With rent and hospital bills, there were some months where I only had £100 for food, but I learned to make things stretch.

And any mention of the fact that there were four of them and only one of me was met with another barrage of excuses.

And if I brought up things like their two week trip to Sydney or the hot tub they had installed in Spring, or the giant party they had for Tommy's second, they threatened to cut off Mum’s payments.

“Can’t you just take Tommy along with you?” I asked.

“I’m worried he might give Mum his cold.”

I guessed Tommy had coughed once and she had freaked out, but I didn’t want to push it, I was too tired. My body had been aching for the past two days and, even though my mind was fuzzy, I needed the extra hours to afford my rent.

If I pushed her I would be met with another excuse, until she was crying about how I didn’t understand her. I felt like I was trapped in one of those Am I The Asshole? situations, trying to force my poor sister to visit our Mum so I could have a weekend off.

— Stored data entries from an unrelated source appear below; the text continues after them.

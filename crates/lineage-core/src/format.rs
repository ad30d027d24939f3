//! Per-individual text templates.
//!
//! | Placeholder | Substitution                                   |
//! |-------------|------------------------------------------------|
//! | `%n`        | name                                           |
//! | `%g`        | gender (`M`/`F`)                               |
//! | `%b`        | birth year, or the opaque birth date text      |
//! | `%o`        | first occupation                               |
//!
//! Missing data never fails a render: the caller's `unknown` sentinel is
//! substituted instead. Any other `%` sequence is copied through literally.

use crate::model::{Date, Individual};

#[derive(Debug, Clone, Copy, PartialEq, Eq)]
enum Field {
    Name,
    Gender,
    Birth,
    Occupation,
}

impl Field {
    const fn from_char(c: char) -> Option<Self> {
        match c {
            'n' => Some(Self::Name),
            'g' => Some(Self::Gender),
            'b' => Some(Self::Birth),
            'o' => Some(Self::Occupation),
            _ => None,
        }
    }
}

#[derive(Debug, Clone, PartialEq, Eq)]
enum Part {
    Literal(String),
    Field(Field),
}

/// A template split into literal text and placeholders.
#[derive(Debug, Clone, PartialEq, Eq)]
pub struct Template {
    parts: Vec<Part>,
}

impl Template {
    #[must_use]
    pub fn parse(template: &str) -> Self {
        let mut parts = Vec::new();
        let mut literal = String::new();
        let mut chars = template.chars().peekable();

        while let Some(c) = chars.next() {
            let field = if c == '%' {
                chars.peek().copied().and_then(Field::from_char)
            } else {
                None
            };
            match field {
                Some(field) => {
                    chars.next();
                    if !literal.is_empty() {
                        parts.push(Part::Literal(std::mem::take(&mut literal)));
                    }
                    parts.push(Part::Field(field));
                }
                None => literal.push(c),
            }
        }
        if !literal.is_empty() {
            parts.push(Part::Literal(literal));
        }
        Self { parts }
    }

    #[must_use]
    pub fn render(&self, ind: &Individual, unknown: &str) -> String {
        let mut out = String::new();
        for part in &self.parts {
            match part {
                Part::Literal(text) => out.push_str(text),
                Part::Field(Field::Name) => out.push_str(ind.name.as_deref().unwrap_or(unknown)),
                Part::Field(Field::Gender) => {
                    out.push_str(ind.gender.map_or(unknown, |g| g.as_str()));
                }
                Part::Field(Field::Birth) => match &ind.birth_date {
                    Some(Date::Opaque { text }) => out.push_str(text),
                    Some(date) => match date.year() {
                        Some(year) => out.push_str(&year.to_string()),
                        None => out.push_str(unknown),
                    },
                    None => out.push_str(unknown),
                },
                Part::Field(Field::Occupation) => out.push_str(
                    ind.occupations
                        .first()
                        .map_or(unknown, String::as_str),
                ),
            }
        }
        out
    }
}

/// One-shot [`Template::parse`] + [`Template::render`].
#[must_use]
pub fn format_individual(ind: &Individual, template: &str, unknown: &str) -> String {
    Template::parse(template).render(ind, unknown)
}
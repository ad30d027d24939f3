//! `lineage unconnected`: individuals with no link to a root individual.


use anyhow::{Context as _, Result};
use clap::Args;
use lineage_core::format::Template;
use lineage_search::find_unconnected;
use serde::Serialize;

use super::Context;
use crate::output::{pretty_kv, pretty_section, render_mode};

#[derive(Args, Debug)]
pub struct UnconnectedArgs {
    /// Root individual, by name or id.
    #[arg(short, long)]
    pub root: String,

    /// Count only ancestors and descendants of the root as connected.
    #[arg(long)]
    pub direct: bool,

    /// Per-individual template.
    #[arg(short, long)]
    pub template: Option<String>,
}

#[derive(Debug, Serialize)]
pub struct UnconnectedEntry {
    pub id: String,
    pub label: String,
}

#[derive(Debug, Serialize)]
pub struct UnconnectedReport {
    pub root: String,
    pub direct: bool,
    pub total: usize,
    pub unconnected: Vec<UnconnectedEntry>,
}

pub fn run_unconnected(args: &UnconnectedArgs, ctx: &Context<'_>) -> Result<()> {
    let loaded = ctx.load()?;
    let graph = &loaded.graph;
    let root = ctx.resolve(graph, "root", &args.root)?;

    let ids = find_unconnected(graph, &root.id, args.direct)
        .with_context(|| format!("Failed to flood from {}", root.id))?;

    let template = Template::parse(
        args.template
            .as_deref()
            .unwrap_or(&ctx.config.format.template),
    );
    let unknown = ctx.config.format.unknown.as_str();
    let unconnected = ids
        .into_iter()
        .map(|id| {
            let label = graph
                .get_individual(&id)
                .map_or_else(|| id.clone(), |ind| template.render(ind, unknown));
            UnconnectedEntry { id, label }
        })
        .collect();

    let report = UnconnectedReport {
        root: root.id.clone(),
        direct: args.direct,
        total: graph.len(),
        unconnected,
    };

    render_mode(
        ctx.output,
        &report,
        |report, w| {
            for entry in &report.unconnected {
                writeln!(w, "{}\t{}", entry.id, entry.label)?;
            }
            Ok(())
        },
        |report, w| {
            let mode = if report.direct { "direct line" } else { "any relation" };
            pretty_section(w, "Unconnected individuals")?;
            pretty_kv(w, "root", &report.root)?;
            pretty_kv(w, "mode", mode)?;
            pretty_kv(
                w,
                "count",
                format!("{} of {}", report.unconnected.len(), report.total),
            )?;
            if !report.unconnected.is_empty() {
                writeln!(w)?;
            }
            for entry in &report.unconnected {
                writeln!(w, "  {:<10} {}", entry.id, entry.label)?;
            }
            Ok(())
        },
    )
}
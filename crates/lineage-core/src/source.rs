//! Input loading: bytes on disk to a built graph.

use std::path::Path;

use anyhow::{Context, Result};
use tracing::{info, instrument, warn};

use crate::graph::{GenealogyGraph, build_graph};
use crate::record::{Diagnostic, parse_records};

const UTF8_BOM: &[u8] = &[0xEF, 0xBB, 0xBF];

/// A graph together with the parse diagnostics collected on the way.
#[derive(Debug, Clone)]
pub struct LoadedGraph {
    pub graph: GenealogyGraph,
    pub diagnostics: Vec<Diagnostic>,
}

/// Decode input bytes as UTF-8, replacing invalid sequences with U+FFFD
/// and dropping a leading byte-order mark.
#[must_use]
pub fn decode(bytes: &[u8]) -> String {
    let body = bytes.strip_prefix(UTF8_BOM).unwrap_or(bytes);
    String::from_utf8_lossy(body).into_owned()
}

/// Parse and build from already-decoded text.
///
/// # Errors
///
/// Returns the graph builder's integrity error, if any.
pub fn load_str(input: &str) -> Result<LoadedGraph> {
    let parsed = parse_records(input);
    let graph = build_graph(&parsed.records).context("Failed to build genealogy graph")?;
    Ok(LoadedGraph {
        graph,
        diagnostics: parsed.diagnostics,
    })
}

/// Read, decode, parse and build the file at `path`.
///
/// # Errors
///
/// Fails when the file cannot be read or the graph violates an integrity
/// rule. Malformed lines do not fail the load; they come back in
/// [`LoadedGraph::diagnostics`].
#[instrument(skip_all, fields(path = %path.display()))]
pub fn load_graph(path: &Path) -> Result<LoadedGraph> {
    let bytes =
        std::fs::read(path).with_context(|| format!("Failed to read {}", path.display()))?;
    let text = decode(&bytes);
    if text.contains(char::REPLACEMENT_CHARACTER) {
        warn!("input contains invalid UTF-8, replaced with U+FFFD");
    }

    let loaded = load_str(&text).with_context(|| format!("Failed to load {}", path.display()))?;
    info!(
        bytes = bytes.len(),
        individuals = loaded.graph.len(),
        diagnostics = loaded.diagnostics.len(),
        "input loaded"
    );
    Ok(loaded)
}
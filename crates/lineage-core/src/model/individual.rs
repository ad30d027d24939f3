use std::fmt;
use std::str::FromStr;

use serde::Serialize;

use super::date::Date;

/// Recorded sex. Any other `SEX` value is treated as unknown.
#[derive(Debug, Clone, Copy, PartialEq, Eq, Hash, Serialize)]
pub enum Gender {
    #[serde(rename = "M")]
    Male,
    #[serde(rename = "F")]
    Female,
}

impl Gender {
    #[must_use]
    pub const fn as_str(self) -> &'static str {
        match self {
            Self::Male => "M",
            Self::Female => "F",
        }
    }
}

impl FromStr for Gender {
    type Err = String;

    fn from_str(s: &str) -> Result<Self, Self::Err> {
        match s.trim() {
            "M" | "m" => Ok(Self::Male),
            "F" | "f" => Ok(Self::Female),
            other => Err(format!("unknown sex '{other}'")),
        }
    }
}

impl fmt::Display for Gender {
    fn fmt(&self, f: &mut fmt::Formatter<'_>) -> fmt::Result {
        f.write_str(self.as_str())
    }
}

/// An `INDI` container with its resolved relationship edges.
///
/// `father_id`, `mother_id`, `spouse_ids` and `child_ids` are filled in by
/// the second pass of [`crate::graph::build`]; everything else comes
/// straight from the individual's own records.
#[derive(Debug, Clone, PartialEq, Eq, Serialize)]
pub struct Individual {
    pub id: String,
    /// `NAME` with the surname slashes removed.
    pub name: Option<String>,
    pub gender: Option<Gender>,
    pub birth_date: Option<Date>,
    pub father_id: Option<String>,
    pub mother_id: Option<String>,
    /// Ordered set of spouse ids.
    pub spouse_ids: Vec<String>,
    /// Ordered set of child ids across every family this individual heads.
    pub child_ids: Vec<String>,
    /// `FAMC`.
    pub parent_family_id: Option<String>,
    /// `FAMS` references in file order.
    pub family_ids: Vec<String>,
    /// `_MARNM`.
    pub married_name: Option<String>,
    /// `OCCU` values in file order; repeats are kept.
    pub occupations: Vec<String>,
}

impl Individual {
    #[must_use]
    pub fn new(id: impl Into<String>) -> Self {
        Self {
            id: id.into(),
            name: None,
            gender: None,
            birth_date: None,
            father_id: None,
            mother_id: None,
            spouse_ids: Vec::new(),
            child_ids: Vec::new(),
            parent_family_id: None,
            family_ids: Vec::new(),
            married_name: None,
            occupations: Vec::new(),
        }
    }

    /// Year of birth when the birth date resolved to one.
    #[must_use]
    pub fn birth_year(&self) -> Option<i32> {
        self.birth_date.as_ref().and_then(Date::year)
    }

    /// Name, or the id when the record carries no name.
    #[must_use]
    pub fn display_name(&self) -> &str {
        self.name.as_deref().unwrap_or(&self.id)
    }

    /// Father then mother, whichever are known.
    pub fn parent_ids(&self) -> impl Iterator<Item = &str> {
        self.father_id
            .as_deref()
            .into_iter()
            .chain(self.mother_id.as_deref())
    }
}
use std::fmt::Write as _;

use criterion::{BenchmarkId, Criterion, Throughput, black_box, criterion_group, criterion_main};
use lineage_core::{GenealogyGraph, build_graph, parse_records};
use lineage_search::{DuplicateConfig, find_top_k};

const SIZES: [usize; 3] = [250, 1_000, 4_000];

const GIVEN: [&str; 8] = [
    "Lars", "Lene", "Niels", "Nanna", "Peder", "Petra", "Karen", "Kristian",
];
const SURNAMES: [&str; 6] = ["Jensen", "Nielsen", "Hansen", "Pedersen", "Larsen", "Holm"];

/// Deterministic synthetic population with plenty of gate survivors.
fn population(n: usize) -> GenealogyGraph {
    let mut input = String::from("0 HEAD\n");
    for i in 0..n {
        let given = GIVEN[i % GIVEN.len()];
        let surname = SURNAMES[(i / GIVEN.len()) % SURNAMES.len()];
        let sex = if i % 2 == 0 { "M" } else { "F" };
        let _ = writeln!(
            input,
            "0 @I{i}@ INDI\n1 NAME {given} /{surname}/\n1 SEX {sex}\n1 BIRT\n2 DATE {}",
            1850 + (i * 7) % 40
        );
    }
    input.push_str("0 TRLR\n");
    build_graph(&parse_records(&input).records).expect("synthetic graph builds")
}

fn bench_find_top_k(c: &mut Criterion) {
    let mut group = c.benchmark_group("duplicates.find_top_k");
    let cfg = DuplicateConfig::default();

    for n in SIZES {
        let graph = population(n);
        group.throughput(Throughput::Elements((n * (n - 1) / 2) as u64));
        group.bench_with_input(BenchmarkId::from_parameter(n), &graph, |b, graph| {
            b.iter(|| {
                let found = find_top_k(graph, graph.individual_ids(), 10, &cfg)
                    .expect("candidates are graph ids");
                black_box(found.len())
            });
        });
    }

    group.finish();
}

criterion_group!(benches, bench_find_top_k);
criterion_main!(benches);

I just wish she wouldn’t promise to go then cancel on me last minute. But it wasn’t like I ever had any plans.

“Okay, fine. But can you at least send them the next payment so they don’t bug me when I go in?”

“Of course! Yeah! Of course I will. Oh my God, Mel. You are just the best. Thank you so much!”

At least she sounded happy when she hung up, and I knew she’d spend the whole day singing and dancing around the house and doing all those lovely things she could do as a stay-at-home mum, like reading in the garden or cooking her alphas food or just generally living the omega dream.